Themescape combines neural learning with advanced statistical grouping techniques to comb thousands of online documents and glean their "meaning" from the context in which words are used. Instead of looking up words in a dictionary, Themescape compiles the statistical frequency with which one word is found nearby another in a document. After learning these statistical relationships, it clusters documents with similar meanings onto topographical maps, where each "hill" indicates a concept.
No matter how many documents Themescape scans, said New, the presentation method always results in a manageable map showing clusters of documents with related meanings. As an example, the system performed a patent search that organized thousands of documents into a hill labeled "encryption." Nearby slopes labeled "authentication," "transaction" and "databases" indicated clusters of patents related to encryption.

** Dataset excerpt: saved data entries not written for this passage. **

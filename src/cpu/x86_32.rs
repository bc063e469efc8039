//! 32-bit toolstack register file.

use super::{hvm_trap_table, CpuContext, TrapInfo, NR_TRAPS, VGCF_HVM_GUEST};

#[derive(Debug, Clone, Copy, Default, PartialEq, Eq)]
pub struct UserRegs32 {
    pub eax: u32,
    pub ebx: u32,
    pub ecx: u32,
    pub edx: u32,
    pub esi: u32,
    pub edi: u32,
    pub ebp: u32,
    pub esp: u32,
    pub eip: u32,
    pub eflags: u32,
    pub cs: u16,
    pub ss: u16,
    pub ds: u16,
    pub es: u16,
    pub fs: u16,
    pub gs: u16,
}

#[derive(Debug, Clone, PartialEq, Eq)]
pub struct X86_32Context {
    pub fpu_ctxt: [u8; 512],
    pub flags: u32,
    pub user_regs: UserRegs32,
    pub trap_ctxt: [TrapInfo; NR_TRAPS],
    pub ldt_base: u32,
    pub ldt_ents: u32,
    pub gdt_frames: [u32; 16],
    pub gdt_ents: u32,
    pub kernel_ss: u32,
    pub kernel_sp: u32,
    pub ctrlreg: [u32; 8],
    pub debugreg: [u32; 8],
    pub event_callback_cs: u32,
    pub event_callback_eip: u32,
    pub failsafe_callback_cs: u32,
    pub failsafe_callback_eip: u32,
    pub vm_assist: u32,
}

impl CpuContext for X86_32Context {
    const ARCH: &'static str = "x86_32";
    const FLAT_KERNEL_CS: u16 = 0xE019;

    fn new_hvm(entry: u64) -> Self {
        Self {
            fpu_ctxt: [0; 512],
            flags: VGCF_HVM_GUEST,
            user_regs: UserRegs32 {
                // The loader entry always lies below 4 GiB.
                eip: entry as u32,
                ..Default::default()
            },
            trap_ctxt: hvm_trap_table(Self::FLAT_KERNEL_CS),
            ldt_base: 0,
            ldt_ents: 0,
            gdt_frames: [0; 16],
            gdt_ents: 0,
            kernel_ss: 0,
            kernel_sp: 0,
            ctrlreg: [0; 8],
            debugreg: [0; 8],
            // Callbacks carry a selector on 32-bit, but no handler.
            event_callback_cs: u32::from(Self::FLAT_KERNEL_CS),
            event_callback_eip: 0,
            failsafe_callback_cs: u32::from(Self::FLAT_KERNEL_CS),
            failsafe_callback_eip: 0,
            vm_assist: 0,
        }
    }

    fn entry(&self) -> u64 {
        u64::from(self.user_regs.eip)
    }

    fn flags(&self) -> u32 {
        self.flags
    }
}
//! Boot image validation and loading.
//!
//! [`elf`] checks the image and derives its [`SetupInfo`]; [`image`] copies
//! the loadable segments into guest memory.

pub mod elf;
pub mod image;

pub use elf::{ElfImage, ImageError, Segment, SetupInfo};
pub use image::load_segments;
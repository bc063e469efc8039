//! Hypervisor backend abstraction.
//!
//! This module defines the privileged call surface the guest builder
//! consumes. Every build stage receives the handle explicitly, so the same
//! pipeline runs against a real hypervisor interface or the in-process
//! [`sim::SimHypervisor`].

use std::fmt;
use std::ops::DerefMut;

use thiserror::Error;

use crate::cpu::VcpuGuestContext;
use crate::memory::{Mfn, Pfn};

pub mod sim;

/// Identifier of a domain managed by the hypervisor.
pub type DomId = u16;

/// A privileged call that the hypervisor rejected.
#[derive(Error, Debug, Clone, Copy, PartialEq, Eq)]
#[error("{op} failed (rc {rc})")]
pub struct HypercallError {
    /// Name of the failed operation.
    pub op: &'static str,
    /// Return code reported by the hypervisor.
    pub rc: i32,
}

impl HypercallError {
    pub fn new(op: &'static str, rc: i32) -> Self {
        Self { op, rc }
    }
}

/// Result of a single privileged call.
pub type HvResult<T> = std::result::Result<T, HypercallError>;

/// Information returned by the domain lookup.
#[derive(Debug, Clone, Copy, PartialEq, Eq)]
pub struct DomainInfo {
    /// Domain the hypervisor answered for.
    pub domid: DomId,
    /// Machine frame of the domain's shared control page.
    pub shared_info_frame: Mfn,
}

/// Named per-domain parameters understood by the HVM guest firmware.
#[derive(Debug, Clone, Copy, PartialEq, Eq, Hash, PartialOrd, Ord)]
#[repr(u32)]
pub enum HvmParam {
    StorePfn = 1,
    StoreEvtchn = 2,
    ApicEnabled = 3,
    PaeEnabled = 4,
    IoreqPfn = 5,
    BufioreqPfn = 6,
}

impl HvmParam {
    pub const ALL: [HvmParam; 6] = [
        HvmParam::StorePfn,
        HvmParam::StoreEvtchn,
        HvmParam::ApicEnabled,
        HvmParam::PaeEnabled,
        HvmParam::IoreqPfn,
        HvmParam::BufioreqPfn,
    ];

    /// Numeric index used on the wire.
    pub fn index(self) -> u32 {
        self as u32
    }
}

impl fmt::Display for HvmParam {
    fn fmt(&self, f: &mut fmt::Formatter<'_>) -> fmt::Result {
        let name = match self {
            HvmParam::StorePfn => "STORE_PFN",
            HvmParam::StoreEvtchn => "STORE_EVTCHN",
            HvmParam::ApicEnabled => "APIC_ENABLED",
            HvmParam::PaeEnabled => "PAE_ENABLED",
            HvmParam::IoreqPfn => "IOREQ_PFN",
            HvmParam::BufioreqPfn => "BUFIOREQ_PFN",
        };
        f.pad(name)
    }
}

/// Trait that all hypervisor backends must implement.
///
/// Calls are blocking and synchronous. Implementations are not required to
/// make any sequence of calls atomic; the builder never attempts rollback.
pub trait Hypervisor {
    /// A writable view of one guest frame, unmapped when dropped.
    type Page<'a>: DerefMut<Target = [u8]>
    where
        Self: 'a;

    /// Look up a domain.
    fn domain_info(&mut self, domid: DomId) -> HvResult<DomainInfo>;

    /// Back each guest frame in `pfns` with a fresh machine frame.
    fn populate_physmap(&mut self, domid: DomId, pfns: &[Pfn]) -> HvResult<()>;

    /// Release the machine frames backing the guest frames in `pfns`.
    fn decrease_reservation(&mut self, domid: DomId, pfns: &[Pfn]) -> HvResult<()>;

    /// Replace every guest frame number in `frames` with its machine frame.
    fn translate_gpfn_list(&mut self, domid: DomId, frames: &mut [u64]) -> HvResult<()>;

    /// Map one machine frame of the domain into the local address space.
    fn map_foreign_page(&mut self, domid: DomId, mfn: Mfn) -> HvResult<Self::Page<'_>>;

    /// Set a named per-domain parameter.
    fn set_hvm_param(&mut self, domid: DomId, param: HvmParam, value: u64) -> HvResult<()>;

    /// Install the initial register state of a vCPU.
    fn set_vcpu_context(
        &mut self,
        domid: DomId,
        vcpu: u32,
        ctxt: &VcpuGuestContext,
    ) -> HvResult<()>;

    /// Get the backend name (e.g., "sim").
    fn name(&self) -> &'static str;
}
use std::sync::Arc;

use camino::Utf8PathBuf;
use thiserror::Error;

/// Which input table a configuration problem was found in.
#[derive(Debug, Clone, Copy, PartialEq, Eq)]
pub enum TableKind {
    Guild,
    Biophysical,
    Farm,
    Threats,
    Sensitivity,
}

impl std::fmt::Display for TableKind {
    fn fmt(&self, f: &mut std::fmt::Formatter<'_>) -> std::fmt::Result {
        match self {
            TableKind::Guild => write!(f, "guild table"),
            TableKind::Biophysical => write!(f, "biophysical table"),
            TableKind::Farm => write!(f, "farm vector"),
            TableKind::Threats => write!(f, "threats table"),
            TableKind::Sensitivity => write!(f, "sensitivity table"),
        }
    }
}

/// Errors raised while assembling scenario variables, before any task is
/// scheduled. These are never retried.
#[derive(Debug, Error)]
pub enum ConfigError {
    #[error("Input file not found: {0}")]
    MissingFile(Utf8PathBuf),

    #[error("Couldn't read '{path}':\n{source}")]
    Read {
        path: Utf8PathBuf,
        #[source]
        source: std::io::Error,
    },

    #[error("The {table} is missing a required '{column}' column")]
    MissingColumn { table: TableKind, column: String },

    #[error("The {table} defines no columns matching '{pattern}'")]
    MissingPattern { table: TableKind, pattern: String },

    #[error("Row {row} of the {table} has {got} fields, expected {expected}")]
    RaggedRow {
        table: TableKind,
        row: usize,
        got: usize,
        expected: usize,
    },

    #[error("Duplicate key '{key}' in the {table}")]
    DuplicateKey { table: TableKind, key: String },

    #[error("Couldn't parse '{value}' in column '{column}' of the {table} as a number")]
    InvalidNumber {
        table: TableKind,
        column: String,
        value: String,
    },

    #[error("The {kind} '{name}' is referenced elsewhere but missing from the {table}")]
    NameMismatch {
        kind: &'static str,
        name: String,
        table: TableKind,
    },

    #[error("Farm features use season '{0}' which no table defines")]
    UnknownFarmSeason(String),

    #[error("All '{column}' values in the {table} sum to zero, cannot normalize")]
    ZeroWeightSum { table: TableKind, column: String },

    #[error("Farm vector '{0}': {1}")]
    FarmVector(Utf8PathBuf, GeoError),

    #[error("Threat '{threat}' decays by '{value}', expected 'linear' or 'exponential'")]
    UnknownDecay { threat: String, value: String },

    #[error("No raster provided for threat '{0}'")]
    MissingThreatRaster(String),

    #[error("Landcover code {code} appears in the raster but not in the sensitivity table")]
    UnmappedLandcover { code: i64 },
}

/// Errors from the native geoprocessing backend.
#[derive(Debug, Error)]
pub enum GeoError {
    #[error(transparent)]
    Io(#[from] std::io::Error),

    #[error("Couldn't decode raster '{path}':\n{message}")]
    Decode { path: Utf8PathBuf, message: String },

    #[error("Couldn't encode raster '{path}':\n{message}")]
    Encode { path: Utf8PathBuf, message: String },

    #[error("Couldn't parse vector '{path}':\n{source}")]
    Vector {
        path: Utf8PathBuf,
        #[source]
        source: serde_json::Error,
    },

    #[error("Raster shape mismatch: {0}x{1} vs {2}x{3}")]
    ShapeMismatch(usize, usize, usize, usize),

    #[error("Landcover code {code} has no entry in the reclassification map")]
    UnmappedCode { code: i64 },

    #[error("Raster calculator invoked with no input bands")]
    EmptyBandList,
}

/// Errors raised by the task graph itself, as opposed to errors raised inside
/// a task's callable (those travel as [`TaskError::Execution`]).
#[derive(Debug, Error, Clone)]
pub enum TaskError {
    #[error("Task graph is closed, no further tasks may be added")]
    Closed,

    #[error("Output '{0}' is already owned by another task")]
    DuplicateTarget(Utf8PathBuf),

    #[error("Task registered without target outputs")]
    EmptyTargets,

    #[error("No registered task produces '{0}'")]
    UnknownTarget(Utf8PathBuf),

    #[error("Task '{label}' failed:\n{source}\nunproduced outputs: {}", downstream.join(", "))]
    Execution {
        label: String,
        #[source]
        source: Arc<anyhow::Error>,
        /// Every artifact that could not be produced as a result, including
        /// the failed task's own outputs.
        downstream: Vec<String>,
    },

    #[error("Couldn't create token directory '{path}':\n{message}")]
    TokenDir { path: Utf8PathBuf, message: String },
}

/// Top-level error for a model run.
#[derive(Debug, Error)]
pub enum ModelError {
    #[error("Invalid model configuration:\n{0}")]
    Config(#[from] ConfigError),

    #[error("Model run failed:\n{0}")]
    Task(#[from] TaskError),

    #[error("Geoprocessing error:\n{0}")]
    Geo(#[from] GeoError),

    #[error("Workspace error:\n{0}")]
    Workspace(#[from] std::io::Error),
}
//! The task scheduler.
//!
//! [`TaskGraph`] accepts task registrations, skips work whose persisted cache
//! token still matches, and executes the rest in dependency order on a small
//! pool of worker threads. With zero workers everything runs synchronously on
//! the joining thread, in registration order among ready tasks, which keeps
//! tests deterministic.
//!
//! ## Memoization
//!
//! Each task has an identity hash derived from its operation descriptor and
//! target paths. After a successful run the scheduler persists a token named
//! by that identity, recording a fingerprint over the operation and the
//! *content* of every input artifact. A task is skipped when its token exists,
//! the fingerprint still matches, and all targets are present on disk; a token
//! whose targets have gone missing is treated as a plain cache miss. Tokens
//! are written through a temp file and an atomic rename, one file per task
//! identity, so concurrent workers never contend on a token.
//!
//! ## Failure
//!
//! An error inside a task marks it failed and poisons every transitive
//! dependent without running it. Independent branches keep executing. Any
//! `join` that waits on a poisoned task reports the originating task plus
//! every artifact left unproduced downstream of it.

use std::collections::HashMap;
use std::fs;
use std::sync::{Arc, Condvar, Mutex};
use std::thread::JoinHandle;

use camino::{Utf8Path, Utf8PathBuf};
use crossbeam_channel::{Receiver, Sender, unbounded};
use indicatif::{ProgressBar, ProgressStyle};
use petgraph::Direction;
use petgraph::graph::{DiGraph, NodeIndex};
use serde::{Deserialize, Serialize};
use tracing::{debug, warn};

use crate::error::TaskError;
use crate::hash::Hash32;
use crate::task::{Op, TaskState};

"Themescape can scan any type of textual documents, be they Web sites, e-mail messages, reports, word-processor documents or whatever," said New. "Before presenting the content of the documents in a topographical map, our harvester aggregates it into a master index."
The time it takes the harvester to aggregate content depends on how many documents are involved. For instance, the 200 documents in the Starr Report took 2.5 minutes to aggregate, New said, whereas aggregating 16,500 letters to the editor in a popular magazine took 90 minutes.
Cartia pays a licensing fee to Pacific Northwest National Laboratory, as well as royalties to Battelle, the local agency that runs the lab. Battelle has taken an equity position in Cartia, the dividends from which will be split with the Department of Energy. Cartia has hired the five government researchers who developed Themescape as full-time employees.
Themescape aggregates in-formation based on primitive units of meaning gleaned from the source documents. These are then mapped using familiar elevations, distances and other common topographical symbols. A self-organizing neural network scans and indexes the statistical relationships among the words occurring in harvested documents so that no human intervention is required. The end result is an information
map that translates the meaning found in documents into a visual form that users can delve into interactively. Users can make sense of any set of documents using the same techniques, regardless of how many documents are in the set, because the user interface presents the same degree of visual complexity.
Catalogued by context
The first step Themescape takes involves the spatial and conceptual organization of the set of source documents. Data reduction is accomplished with natural-language filtering algorithms that reduce the origin text into the set of words relevant to the meaning of the documents. After noise words-for example, "the" and "a"-are eliminated, the statistical frequency of the remaining words is catalogued by context.
Each word is then analyzed in the context in which it is found, in order to separate the units of meaning. For instance, a computer "program" is indexed differently from the program for a baseball game by dint of context.
Once the units of meaning are identified, they are associated with the other units of meaning to form a hierarchical set of themes. When the themes are catalogued, their meaning can be "spatialized" by dynamically assigning spatial structures. Thus, each document becomes associated with a multidimensional "meaning" space where the dimensions correspond to the concepts and themes contained in the document set as a whole. This localization of meaning becomes the basic database structure referenced by the proprietary mapping algorithms.
These algorithms take the content representation and translate it into a series of 2-D topographical maps where elevation represents density of content. Interactive tools help users spot trends and locate relevant information nuggets from the overall visual organization. For instance, a temporal slicing tool helps relate information occurring on similar dates, but at various depths in the map.
The technological basis for Themescape, called Spire by the government, is available from Battelle, which is customizing it for use in subscribing government agencies. The new commercial version is being used at British Petroleum, Philips Electronics, Ford and Texaco.